10.3390/biom11111711 ◽

2021 ◽

Vol 11 (11) ◽

pp. 1711

Author(s):

Michelle Bilbao ◽

Chelsea Katz ◽

Stephanie L. Kass ◽

Devon Smith ◽

Krystal Hunter ◽

...

Keyword(s):

Ovarian Cancer ◽

Cancer Cells ◽

3D Culture ◽

Extended Period ◽

Recurrent Ovarian Cancer ◽

Epigenetic Therapy ◽

Ovarian Cancer Cells ◽

High Grade ◽

Serous Ovarian Cancer ◽

Cancer Spheroids

Recurrent high-grade serous ovarian cancer (HGSC) is clinically very challenging and prematurely shortens patients’ lives. Recurrent ovarian cancer is characterized by high tumor heterogeneity; therefore, it is susceptible to epigenetic therapy in classic 2D tissue culture and rodent models. Unfortunately, this success has not translated well into clinical trials. Utilizing a 3D spheroid model over a period of weeks, we were able to compare the efficacy of classic chemotherapy and epigenetic therapy on recurrent ovarian cancer cells.

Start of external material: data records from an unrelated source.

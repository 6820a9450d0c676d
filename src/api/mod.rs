//! MK2 Monitor HTTP API
//!
//! HTTP layer of the dashboard server, built with Axum.
//!
//! # Endpoints
//!
//! All `/api/v1` routes require `Authorization: Bearer <token>`; the
//! token's subject selects the user's readings.
//!
//! ## Readings
//! - `POST /api/v1/readings` - Push one reading
//! - `GET /api/v1/readings` - List readings (`last`, `end_at`)
//! - `GET /api/v1/readings/latest` - Newest reading
//! - `DELETE /api/v1/readings` - Delete all readings
//!
//! ## Chart range
//! - `GET /api/v1/range` - Stored and effective range
//! - `PUT /api/v1/range` - Store a new range
//!
//! ## Health
//! - `GET /health/live` - Liveness probe
//! - `GET /health/ready` - Readiness probe
//! - `GET /health` - Full health status
//!
//! ## WebSocket
//! - `GET /ws` - Dashboard page connection
//!
//! # Example
//!
//! ```rust,ignore
//! use mk2_monitor::api::{serve, AppState};
//! use mk2_monitor::config::Config;
//! use mk2_monitor::storage::RealtimeDatabase;
//! use std::sync::Arc;
//!
//! #[tokio::main]
//! async fn main() -> Result<(), Box<dyn std::error::Error>> {
//!     let config = Config::default();
//!     let db = Arc::new(RealtimeDatabase::in_memory());
//!
//!     serve(AppState::new(db, &config), &config.api).await?;
//!     Ok(())
//! }
//! ```

pub mod dto;
pub mod error;
pub mod routes;
pub mod state;

pub use error::{ApiError, ApiResult};
pub use state::AppState;

use axum::{
    http::HeaderValue,
    routing::get,
    Router,
};
use std::sync::Arc;
use tower_http::{
    cors::{AllowOrigin, CorsLayer},
    trace::TraceLayer,
};

use crate::config::ApiConfig;
use crate::websocket::websocket_handler;

/// Build the API router with all routes and middleware
pub fn build_router(state: AppState) -> Router {
    let api_routes = Router::new()
        .route(
            "/readings",
            get(routes::readings::list_readings)
                .post(routes::readings::push_reading)
                .delete(routes::readings::delete_readings),
        )
        .route("/readings/latest", get(routes::readings::latest_reading))
        .route(
            "/range",
            get(routes::range::get_range).put(routes::range::set_range),
        );

    let health_routes = Router::new()
        .route("/live", get(routes::health::liveness))
        .route("/ready", get(routes::health::readiness))
        .route("/", get(routes::health::full_health));

    let cors = cors_layer(&state.config.cors_origins);
    let shared_state = Arc::new(state);

    Router::new()
        .nest("/api/v1", api_routes)
        .nest("/health", health_routes)
        .route("/ws", get(websocket_handler))
        .layer(TraceLayer::new_for_http())
        .layer(cors)
        .with_state(shared_state)
}

/// Permissive when no origins are configured
fn cors_layer(origins: &[String]) -> CorsLayer {
    if origins.is_empty() {
        return CorsLayer::permissive();
    }

    let allowed: Vec<HeaderValue> = origins
        .iter()
        .filter_map(|origin| match HeaderValue::from_str(origin) {
            Ok(value) => Some(value),
            Err(_) => {
                tracing::warn!(origin = %origin, "Ignoring invalid CORS origin");
                None
            }
        })
        .collect();

    CorsLayer::permissive().allow_origin(AllowOrigin::list(allowed))
}

/// Start the API server
pub async fn serve(state: AppState, config: &ApiConfig) -> Result<(), ApiError> {
    let router = build_router(state);

    let addr = config.addr();
    let listener = tokio::net::TcpListener::bind(&addr).await?;

    tracing::info!("MK2 monitor listening on {}", addr);

    axum::serve(listener, router)
        .with_graceful_shutdown(shutdown_signal())
        .await
        .map_err(|e| ApiError::Internal(format!("Server error: {}", e)))?;

    tracing::info!("MK2 monitor shut down gracefully");
    Ok(())
}

/// Wait for shutdown signal
async fn shutdown_signal() {
    let ctrl_c = async {
        if let Err(e) = tokio::signal::ctrl_c().await {
            tracing::error!(error = %e, "Failed to install Ctrl+C handler");
            std::future::pending::<()>().await;
        }
    };

    #[cfg(unix)]
    let terminate = async {
        match tokio::signal::unix::signal(tokio::signal::unix::SignalKind::terminate()) {
            Ok(mut signal) => {
                signal.recv().await;
            }
            Err(e) => {
                tracing::error!(error = %e, "Failed to install signal handler");
                std::future::pending::<()>().await;
            }
        }
    };

    #[cfg(not(unix))]
    let terminate = std::future::pending::<()>();

    tokio::select! {
        _ = ctrl_c => {},
        _ = terminate => {},
    }

    tracing::info!("Shutdown signal received, starting graceful shutdown");
}

#[cfg(test)]
mod tests {
    use super::*;
    use crate::auth::TokenVerifier;
    use crate::config::DashboardConfig;
    use crate::storage::{Reading, RealtimeDatabase};
    use axum::{
        body::Body,
        http::{header, Request, StatusCode},
        response::Response,
    };
    use tower::util::ServiceExt;

    const SECRET: &str = "api-test-secret";

    fn create_test_app() -> (Router, Arc<RealtimeDatabase>) {
        let db = Arc::new(RealtimeDatabase::in_memory());
        let state = AppState::with_parts(
            Arc::clone(&db),
            TokenVerifier::new(SECRET),
            ApiConfig::default(),
            DashboardConfig::default(),
        );
        (build_router(state), db)
    }

    fn bearer(uid: &str) -> String {
        let token = TokenVerifier::new(SECRET).issue(uid, None, 1).unwrap();
        format!("Bearer {}", token)
    }

    fn request(method: &str, uri: &str, uid: &str, body: Option<&str>) -> Request<Body> {
        let builder = Request::builder()
            .method(method)
            .uri(uri)
            .header(header::AUTHORIZATION, bearer(uid));
        match body {
            Some(json) => builder
                .header(header::CONTENT_TYPE, "application/json")
                .body(Body::from(json.to_string()))
                .unwrap(),
            None => builder.body(Body::empty()).unwrap(),
        }
    }

    async fn json_body(response: Response) -> serde_json::Value {
        let bytes = axum::body::to_bytes(response.into_body(), usize::MAX)
            .await
            .unwrap();
        serde_json::from_slice(&bytes).unwrap()
    }

    #[tokio::test]
    async fn test_health_endpoints() {
        let (app, _db) = create_test_app();

        for uri in ["/health/live", "/health/ready", "/health"] {
            let response = app
                .clone()
                .oneshot(Request::builder().uri(uri).body(Body::empty()).unwrap())
                .await
                .unwrap();
            assert_eq!(response.status(), StatusCode::OK, "{}", uri);
        }
    }

    #[tokio::test]
    async fn test_requires_token() {
        let (app, _db) = create_test_app();

        let response = app
            .oneshot(
                Request::builder()
                    .uri("/api/v1/readings")
                    .body(Body::empty())
                    .unwrap(),
            )
            .await
            .unwrap();

        assert_eq!(response.status(), StatusCode::UNAUTHORIZED);
        let body = json_body(response).await;
        assert_eq!(body["error"]["code"], "UNAUTHORIZED");
    }

    #[tokio::test]
    async fn test_push_reading() {
        let (app, db) = create_test_app();

        let response = app
            .oneshot(request(
                "POST",
                "/api/v1/readings",
                "u1",
                Some(r#"{"timestamp": 1641317355, "power": 120.5, "diverted": 30.2, "temperature": 22.1}"#),
            ))
            .await
            .unwrap();

        assert_eq!(response.status(), StatusCode::CREATED);
        assert_eq!(
            db.last("UsersData/u1/readings").unwrap(),
            Some(Reading::new(1641317355, 120.5, 30.2, 22.1))
        );
    }

    #[tokio::test]
    async fn test_push_invalid_json() {
        let (app, _db) = create_test_app();

        let response = app
            .oneshot(request("POST", "/api/v1/readings", "u1", Some("not json")))
            .await
            .unwrap();

        assert_eq!(response.status(), StatusCode::BAD_REQUEST);
    }

    #[tokio::test]
    async fn test_list_readings_is_scoped_and_ascending() {
        let (app, db) = create_test_app();
        for ts in 1..=10 {
            db.push("UsersData/u1/readings", Reading::new(ts, 1.0, 1.0, 1.0))
                .unwrap();
        }
        db.push("UsersData/u2/readings", Reading::new(99, 1.0, 1.0, 1.0))
            .unwrap();

        let response = app
            .oneshot(request("GET", "/api/v1/readings?last=3&end_at=8", "u1", None))
            .await
            .unwrap();

        assert_eq!(response.status(), StatusCode::OK);
        let body = json_body(response).await;
        assert_eq!(body["count"], 3);
        let stamps: Vec<i64> = body["readings"]
            .as_array()
            .unwrap()
            .iter()
            .map(|r| r["timestamp"].as_i64().unwrap())
            .collect();
        assert_eq!(stamps, vec![6, 7, 8]);
    }

    #[tokio::test]
    async fn test_latest_reading_not_found() {
        let (app, _db) = create_test_app();

        let response = app
            .oneshot(request("GET", "/api/v1/readings/latest", "u1", None))
            .await
            .unwrap();

        assert_eq!(response.status(), StatusCode::NOT_FOUND);
    }

    #[tokio::test]
    async fn test_delete_readings() {
        let (app, db) = create_test_app();
        db.push("UsersData/u1/readings", Reading::new(1, 1.0, 1.0, 1.0))
            .unwrap();

        let response = app
            .oneshot(request("DELETE", "/api/v1/readings", "u1", None))
            .await
            .unwrap();

        assert_eq!(response.status(), StatusCode::NO_CONTENT);
        assert!(db.last("UsersData/u1/readings").unwrap().is_none());
    }

    #[tokio::test]
    async fn test_range_roundtrip() {
        let (app, db) = create_test_app();

        let response = app
            .clone()
            .oneshot(request("GET", "/api/v1/range", "u1", None))
            .await
            .unwrap();
        let body = json_body(response).await;
        assert!(body["range"].is_null());
        assert_eq!(body["effective"], 40);

        let response = app
            .clone()
            .oneshot(request("PUT", "/api/v1/range", "u1", Some(r#"{"range": 15}"#)))
            .await
            .unwrap();
        assert_eq!(response.status(), StatusCode::OK);
        assert_eq!(db.get_value("UsersData/u1/charts/range").unwrap(), Some(15));

        let response = app
            .oneshot(request("PUT", "/api/v1/range", "u1", Some(r#"{"range": 0}"#)))
            .await
            .unwrap();
        assert_eq!(response.status(), StatusCode::BAD_REQUEST);
    }
}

Unexpectedly, in our model, a single dose of paclitaxel alone caused the exponential growth of recurrent high-grade serous epithelial ovarian cancer over a period of weeks. In contrast, this effect is not only opposite under treatment with panobinostat, but panobinostat reverses the repopulation of cancer cells following paclitaxel treatment. In our model, we also demonstrate differences in the drug-treatment sensitivity of classic chemotherapy and epigenetic therapy. Moreover, 3D-derived ovarian cancer cells demonstrate induced proliferation, migration, invasion, cancer colony formation and chemoresistance properties after just a single exposure to classic chemotherapy. To the best of our knowledge, this is the first evidence demonstrating a critical contrast between short and prolonged post-treatment outcomes following classic chemotherapy and epigenetic therapy in recurrent high-grade serous ovarian cancer in 3D culture.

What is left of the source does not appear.